Question

An aeroplane can carry a maximum of 200 passengers. A profit of Rs. 1000 is made on each executive class ticket and a profit of Rs. 600 is made on each economy class ticket. The airline reserves at least 20 seats for executive class. However, at least 4 times as many passengers prefer to travel by economy class than by the executive class. Determine how many tickets of each type must be sold in order to maximize the profit for the airline. What is the maximum profit?
(A) 136000
(B) 1360000
(C) 13600
(D) 1360

Answer 1

Assume that the number of executive class and economy class passengers be $x$ and $y$ . As per the information provided, we have four constraints for $x$ and $y$ i.e., $x+y\le 200$ , $x\ge 20$ , $y\ge 4x$ , $x\ge 0$ and $y\ge 0$ . We have Profit = Rs. $1000x+600y$ . We have to maximize the profit. Obtain the coordinates of the corner points and check where the profit function is maximum.

Complete step by step answer:
First of all, let us assume that the number of executive class and economy class passengers be $x$ and $y$ .
The number of executive class passengers = $x$ ………………………………………….(1)
The number of economy class passengers = $y$ …………………………………………..(2)
The total number of passengers = $x+y$ ………………………………(3)
According to the question, we are given that the maximum number of passengers is 200 …………………………………………..(4)
Now, from equation (3) and equation (4), we get
$x+y\le 200$ ……………………………………………..(5)
It is also given that at least 20 seats are reserved for executive class ………………………………(6)
Now, from equation (1) and equation (6), we get
$x\ge 20$ ………………………………….(7)
It is also given that the number of the economy class should be at least 4 times the executive class ………………………………………..(8)
Now, from equation (1), equation (2), and equation (8), we get
$y\ge 4x$
$y-4x\ge 0$ ………………………………………….(9)
The profit on executive class = Rs. 1000 …………………………….(10)
The profit on economy class = Rs. 600 ………………………………(11)
From equation (1), equation (2), equation (10), and equation (11), we get
The total profit = Rs. $1000x+600y$ …………………………………..(12)
We are asked to calculate the maximum profit. That is, we have to maximize equation (12).
Maximize Profit = Rs. $1000x+600y$ with the following constraints,
$x+y\le 200$,

$x$	0	200
$y$	200	0

$x\ge 20$
$y-4x\ge 0$

$x$	0	20
$y$	0	80

Also, $x\ge 0$ and $y\ge 0$ (the number of tickets sold cannot be negative)
Now, on plotting the graph, we get

Point A is the intersection of the line $x=20$ and $x+y=200$ .
On solving $x=20$ and $x+y=200$ , we get
$x=20$ and $y=180$ .
So, point A is (20, 180) ……………………………………(13)
Similarly, point B is the intersection of the line $y-4x=0$ and $x+y=200$ .
On solving $y-4x=0$ and $x+y=200$ , we get
$x=40$ and $y=160$ .
So, point B is (40, 160) …………………………………………(14)
Similarly, point C is the intersection of the line $x=20$ and $y-4x=0$ .
On solving $x=20$ and $y-4x=0$ , we get
$x=20$ and $y=80$ .
So, point C is (20, 80) ……………………………………..(15)
Now, on putting the value of x and y from equation (13), equation (14), and equation (15) in equation (12), we get

Corner points	Profit = Rs. $1000x+600y$
A (20, 180)	128000
B (40, 160)	136000
C (20, 80)	68000

From the above table, it can be observed that the profit is maximum for point B (40, 160) and the maximum profit is Rs. 136000.

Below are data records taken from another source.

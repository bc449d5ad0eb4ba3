//! Application-private file storage.
//!
//! # Responsibility
//! - Own copies of user-selected images referenced by place records.
//!
//! # Invariants
//! - Only files under the private root are ever deleted.

pub mod attachments;
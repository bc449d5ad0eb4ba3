//! Core domain logic for Happy Places.
//! This crate is the single source of truth for record and attachment invariants.

pub mod app;
pub mod db;
pub mod logging;
pub mod model;
pub mod repo;
pub mod service;
pub mod storage;
pub mod workflow;

pub use app::{AppConfig, AppContext, AppError, AppResult};
pub use logging::{default_log_level, init_logging, logging_status, LogLevel, LoggingError};
pub use model::place::{
    today_display_date, Place, PlaceId, PlaceValidationError, UNSAVED_PLACE_ID,
};
pub use repo::place_repo::{PlaceRepository, RepoError, RepoResult, SqlitePlaceRepository};
pub use service::live::Subscription;
pub use service::place_store::PlaceStore;
pub use storage::attachments::{AttachmentError, AttachmentStore};
pub use workflow::edit_session::{
    Draft, EditEvent, EditPhase, EditSession, EditState, ImageSource, SessionNotice,
};
pub use workflow::place_list::{ListIntent, ListSnapshot, PlaceList};
pub use workflow::route::{Navigator, Route, RouteError};

/// Minimal health-check API for early integration.
pub fn ping() -> &'static str {
    "pong"
}

/// Returns the core crate version.
pub fn core_version() -> &'static str {
    env!("CARGO_PKG_VERSION")
}
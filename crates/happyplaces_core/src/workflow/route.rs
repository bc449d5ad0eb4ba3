//! Navigable destinations shared with the host UI.
//!
//! The host owns navigation; the core only names destinations and parses
//! the route strings it receives back.

use crate::model::place::{PlaceId, UNSAVED_PLACE_ID};
use std::error::Error;
use std::fmt::{Display, Formatter};
use std::str::FromStr;

pub const PLACE_LIST_ROUTE: &str = "place_list";
pub const EDIT_PLACE_ROUTE: &str = "add_edit_place";
pub const PLACE_ID_ARG: &str = "placeId";

#[derive(Debug, Clone, PartialEq, Eq)]
pub enum RouteError {
    UnknownRoute(String),
    InvalidPlaceId(String),
}

impl Display for RouteError {
    fn fmt(&self, f: &mut Formatter<'_>) -> std::fmt::Result {
        match self {
            Self::UnknownRoute(value) => write!(f, "unknown route: `{value}`"),
            Self::InvalidPlaceId(value) => write!(f, "invalid place id argument: `{value}`"),
        }
    }
}

impl Error for RouteError {}

/// Screen destinations.
#[derive(Debug, Clone, Copy, PartialEq, Eq)]
pub enum Route {
    PlaceList,
    /// `place_id == None` opens an empty draft.
    EditPlace { place_id: Option<PlaceId> },
}

impl Route {
    pub fn new_place() -> Self {
        Self::EditPlace { place_id: None }
    }

    /// Edit route for `id`; `0` is treated as "create new".
    pub fn edit(id: PlaceId) -> Self {
        Self::EditPlace {
            place_id: (id != UNSAVED_PLACE_ID).then_some(id),
        }
    }
}

impl Display for Route {
    fn fmt(&self, f: &mut Formatter<'_>) -> std::fmt::Result {
        match self {
            Self::PlaceList => f.write_str(PLACE_LIST_ROUTE),
            Self::EditPlace { place_id } => write!(
                f,
                "{EDIT_PLACE_ROUTE}?{PLACE_ID_ARG}={}",
                place_id.unwrap_or(UNSAVED_PLACE_ID)
            ),
        }
    }
}

impl FromStr for Route {
    type Err = RouteError;

    /// Parses `place_list` or `add_edit_place[?placeId=<id>]`.
    ///
    /// Accepts a trailing `L` on the id (`0L`) as written by older hosts.
    fn from_str(value: &str) -> Result<Self, Self::Err> {
        let trimmed = value.trim();
        let (base, query) = match trimmed.split_once('?') {
            Some((base, query)) => (base, Some(query)),
            None => (trimmed, None),
        };

        match base {
            PLACE_LIST_ROUTE => Ok(Self::PlaceList),
            EDIT_PLACE_ROUTE => {
                let raw_id = query.into_iter().flat_map(|q| q.split('&')).find_map(|pair| {
                    pair.split_once('=')
                        .filter(|(key, _)| *key == PLACE_ID_ARG)
                        .map(|(_, raw)| raw)
                });
                match raw_id {
                    None => Ok(Self::new_place()),
                    Some(raw) => {
                        let digits = raw.strip_suffix('L').unwrap_or(raw);
                        let id = digits
                            .parse::<PlaceId>()
                            .ok()
                            .filter(|id| *id >= 0)
                            .ok_or_else(|| RouteError::InvalidPlaceId(raw.to_string()))?;
                        Ok(Self::edit(id))
                    }
                }
            }
            other => Err(RouteError::UnknownRoute(other.to_string())),
        }
    }
}

/// Receiver of navigation intents, implemented by the host.
pub trait Navigator {
    fn navigate(&mut self, route: Route);
}
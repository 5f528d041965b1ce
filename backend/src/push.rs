//! Push outbox.
//!
//! Every alert or per-user notification is journaled first (the durable
//! record), then handed to the Web Push transport. The hot path never waits
//! on delivery: `submit` enqueues a job for the background worker and returns
//! as soon as the journal row exists. The outbox never retries; driving
//! retries is the scheduler's job, not ours.

use std::sync::Arc;

use chrono::Utc;
use tokio::sync::mpsc;
use tracing::{info, warn};
use uuid::Uuid;

use crate::config::VapidKeys;
use crate::state::{DeliveryStatus, NotificationRecord, PushNotification, PushSubscription};
use crate::store::SharedStore;

// ─── Transport ───────────────────────────────────────────────────────────────

#[derive(Debug)]
pub enum TransportOutcome {
    Delivered,
    SubscriptionGone,
    Transient(String),
}

/// Web Push transport collaborator. `Disabled` is the journal-only mode used
/// when no VAPID keypair is configured.
pub enum PushTransport {
    WebPush {
        client: reqwest::Client,
        vapid: VapidKeys,
    },
    Disabled,
    #[cfg(test)]
    Fixed(TransportOutcome),
}

impl PushTransport {
    pub fn from_vapid(vapid: Option<VapidKeys>) -> Self {
        match vapid {
            Some(vapid) => {
                let client = reqwest::Client::builder()
                    .timeout(std::time::Duration::from_secs(5))
                    .build()
                    .unwrap_or_default();
                PushTransport::WebPush { client, vapid }
            }
            None => PushTransport::Disabled,
        }
    }

    pub fn is_enabled(&self) -> bool {
        !matches!(self, PushTransport::Disabled)
    }

    async fn deliver(
        &self,
        subscription: &PushSubscription,
        payload: &PushNotification,
    ) -> TransportOutcome {
        match self {
            PushTransport::Disabled => TransportOutcome::Transient("transport disabled".into()),
            #[cfg(test)]
            PushTransport::Fixed(outcome) => match outcome {
                TransportOutcome::Delivered => TransportOutcome::Delivered,
                TransportOutcome::SubscriptionGone => TransportOutcome::SubscriptionGone,
                TransportOutcome::Transient(e) => TransportOutcome::Transient(e.clone()),
            },
            PushTransport::WebPush { client, vapid } => {
                let body = match serde_json::to_vec(payload) {
                    Ok(b) => b,
                    Err(e) => return TransportOutcome::Transient(format!("encode: {e}")),
                };

                let result = client
                    .post(&subscription.endpoint)
                    .header("TTL", "60")
                    .header("Content-Type", "application/json")
                    .header("X-Vapid-Contact", format!("mailto:{}", vapid.contact_email))
                    .body(body)
                    .send()
                    .await;

                match result {
                    Ok(resp) if resp.status().is_success() => TransportOutcome::Delivered,
                    // The push service reports an invalidated subscription
                    // with 404 or 410.
                    Ok(resp)
                        if resp.status() == reqwest::StatusCode::NOT_FOUND
                            || resp.status() == reqwest::StatusCode::GONE =>
                    {
                        TransportOutcome::SubscriptionGone
                    }
                    Ok(resp) => TransportOutcome::Transient(format!("status {}", resp.status())),
                    Err(e) => TransportOutcome::Transient(e.to_string()),
                }
            }
        }
    }
}

// ─── Outbox ──────────────────────────────────────────────────────────────────

pub struct PushJob {
    pub record_id: String,
    pub user_id: String,
    pub payload: PushNotification,
}

#[derive(Clone)]
pub struct PushOutbox {
    store: SharedStore,
    transport: Arc<PushTransport>,
    tx: mpsc::Sender<PushJob>,
}

impl PushOutbox {
    pub fn new(
        store: SharedStore,
        transport: Arc<PushTransport>,
    ) -> (Self, mpsc::Receiver<PushJob>) {
        let (tx, rx) = mpsc::channel(256);
        (
            Self {
                store,
                transport,
                tx,
            },
            rx,
        )
    }

    /// Journal a notification and enqueue its delivery. Returns the status at
    /// the moment the request path completes: `Deferred` when no subscription
    /// exists (journal only), `Journaled` when a delivery job was queued.
    pub async fn submit(&self, user_id: &str, notification: PushNotification) -> DeliveryStatus {
        let (record_id, has_subscription) = self.journal(user_id, &notification).await;

        if !has_subscription || !self.transport.is_enabled() {
            self.set_status(&record_id, DeliveryStatus::Deferred).await;
            return DeliveryStatus::Deferred;
        }

        let job = PushJob {
            record_id: record_id.clone(),
            user_id: user_id.to_string(),
            payload: notification,
        };
        if self.tx.try_send(job).is_err() {
            // Queue full: the journal row stands, delivery is deferred.
            warn!("Push queue full, deferring notification for {user_id}");
            self.set_status(&record_id, DeliveryStatus::Deferred).await;
            return DeliveryStatus::Deferred;
        }

        DeliveryStatus::Journaled
    }

    /// Journal and deliver inline. Used by the manual notify endpoint and by
    /// the background worker through `deliver_now`.
    pub async fn dispatch(&self, user_id: &str, notification: PushNotification) -> DeliveryStatus {
        let (record_id, has_subscription) = self.journal(user_id, &notification).await;

        if !has_subscription || !self.transport.is_enabled() {
            self.set_status(&record_id, DeliveryStatus::Deferred).await;
            return DeliveryStatus::Deferred;
        }

        self.deliver_now(&record_id, user_id, &notification).await
    }

    /// Transport call for an already-journaled notification. Dropping the
    /// network call never touches anything but the journal row status.
    pub async fn deliver_now(
        &self,
        record_id: &str,
        user_id: &str,
        payload: &PushNotification,
    ) -> DeliveryStatus {
        let subscription = {
            let store = self.store.read().await;
            store.subscriptions.get(user_id).cloned()
        };

        let Some(subscription) = subscription else {
            self.set_status(record_id, DeliveryStatus::Deferred).await;
            return DeliveryStatus::Deferred;
        };

        let status = match self.transport.deliver(&subscription, payload).await {
            TransportOutcome::Delivered => {
                info!("Push delivered to {user_id}: {}", payload.title);
                DeliveryStatus::Delivered
            }
            TransportOutcome::SubscriptionGone => {
                warn!("Push subscription gone for {user_id}, removing");
                let mut store = self.store.write().await;
                store.subscriptions.remove(user_id);
                DeliveryStatus::FailedSubscriptionGone
            }
            TransportOutcome::Transient(e) => {
                warn!("Push delivery to {user_id} failed: {e}");
                DeliveryStatus::FailedTransient
            }
        };

        self.set_status(record_id, status).await;
        status
    }

    async fn journal(&self, user_id: &str, notification: &PushNotification) -> (String, bool) {
        let record_id = Uuid::new_v4().to_string();
        let mut store = self.store.write().await;
        store.notifications.push(NotificationRecord {
            id: record_id.clone(),
            user_id: user_id.to_string(),
            notification: notification.clone(),
            sent_at: Utc::now(),
            read: false,
            status: DeliveryStatus::Journaled,
        });
        let has_subscription = store.subscriptions.contains_key(user_id);
        (record_id, has_subscription)
    }

    async fn set_status(&self, record_id: &str, status: DeliveryStatus) {
        let mut store = self.store.write().await;
        if let Some(record) = store.notifications.iter_mut().find(|r| r.id == record_id) {
            record.status = status;
        }
    }
}

/// Background delivery loop. The request path only ever enqueues; this task
/// owns every outbound push call.
pub async fn run_push_worker(outbox: PushOutbox, mut rx: mpsc::Receiver<PushJob>) {
    info!("Push worker started");
    while let Some(job) = rx.recv().await {
        outbox
            .deliver_now(&job.record_id, &job.user_id, &job.payload)
            .await;
    }
}

#[cfg(test)]
mod tests {
    use super::*;
    use crate::store::{shared, TelemetryStore};
    use std::collections::HashMap;

    fn notification() -> PushNotification {
        PushNotification {
            title: "Proximity alert".to_string(),
            body: "Hotspot 'Clearing A' at 67m".to_string(),
            icon: None,
            url: None,
            tag: Some("proximity".to_string()),
            data: None,
        }
    }

    fn subscription() -> PushSubscription {
        PushSubscription {
            endpoint: "https://push.example/ep".to_string(),
            keys: HashMap::from([("auth".to_string(), "k".to_string())]),
            updated_at: Utc::now(),
        }
    }

    #[tokio::test]
    async fn missing_subscription_still_journals_and_defers() {
        let store = shared(TelemetryStore::default());
        let (outbox, _rx) = PushOutbox::new(store.clone(), Arc::new(PushTransport::Disabled));

        let status = outbox.dispatch("alice", notification()).await;
        assert_eq!(status, DeliveryStatus::Deferred);

        let guard = store.read().await;
        assert_eq!(guard.notifications.len(), 1);
        assert_eq!(guard.notifications[0].user_id, "alice");
        assert_eq!(guard.notifications[0].status, DeliveryStatus::Deferred);
        assert!(!guard.notifications[0].read);
    }

    #[tokio::test]
    async fn gone_subscription_is_deleted_as_side_effect() {
        let mut inner = TelemetryStore::default();
        inner.subscriptions.insert("alice".to_string(), subscription());
        let store = shared(inner);

        let (outbox, _rx) = PushOutbox::new(
            store.clone(),
            Arc::new(PushTransport::Fixed(TransportOutcome::SubscriptionGone)),
        );

        let status = outbox.dispatch("alice", notification()).await;
        assert_eq!(status, DeliveryStatus::FailedSubscriptionGone);

        let guard = store.read().await;
        assert!(guard.subscriptions.get("alice").is_none());
        assert_eq!(guard.notifications.len(), 1);
    }

    #[tokio::test]
    async fn transient_failure_keeps_subscription() {
        let mut inner = TelemetryStore::default();
        inner.subscriptions.insert("alice".to_string(), subscription());
        let store = shared(inner);

        let (outbox, _rx) = PushOutbox::new(
            store.clone(),
            Arc::new(PushTransport::Fixed(TransportOutcome::Transient(
                "503".to_string(),
            ))),
        );

        let status = outbox.dispatch("alice", notification()).await;
        assert_eq!(status, DeliveryStatus::FailedTransient);
        assert!(store.read().await.subscriptions.contains_key("alice"));
    }

    #[tokio::test]
    async fn submit_enqueues_for_the_worker() {
        let mut inner = TelemetryStore::default();
        inner.subscriptions.insert("alice".to_string(), subscription());
        let store = shared(inner);

        let (outbox, mut rx) = PushOutbox::new(
            store.clone(),
            Arc::new(PushTransport::Fixed(TransportOutcome::Delivered)),
        );

        let status = outbox.submit("alice", notification()).await;
        assert_eq!(status, DeliveryStatus::Journaled);

        let job = rx.recv().await.expect("job queued");
        assert_eq!(job.user_id, "alice");

        let final_status = outbox
            .deliver_now(&job.record_id, &job.user_id, &job.payload)
            .await;
        assert_eq!(final_status, DeliveryStatus::Delivered);
        let guard = store.read().await;
        assert_eq!(guard.notifications[0].status, DeliveryStatus::Delivered);
    }
}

So, the correct answer is “Option A”.

Note: The best way to approach this type of question is to use linear programming that is, get all the constraints for $x$ and $y$ . Now, using the constraints, get all the coordinates of the points of intersection. Using the coordinates of the points of intersection of $x$ and $y$ maximize the required function.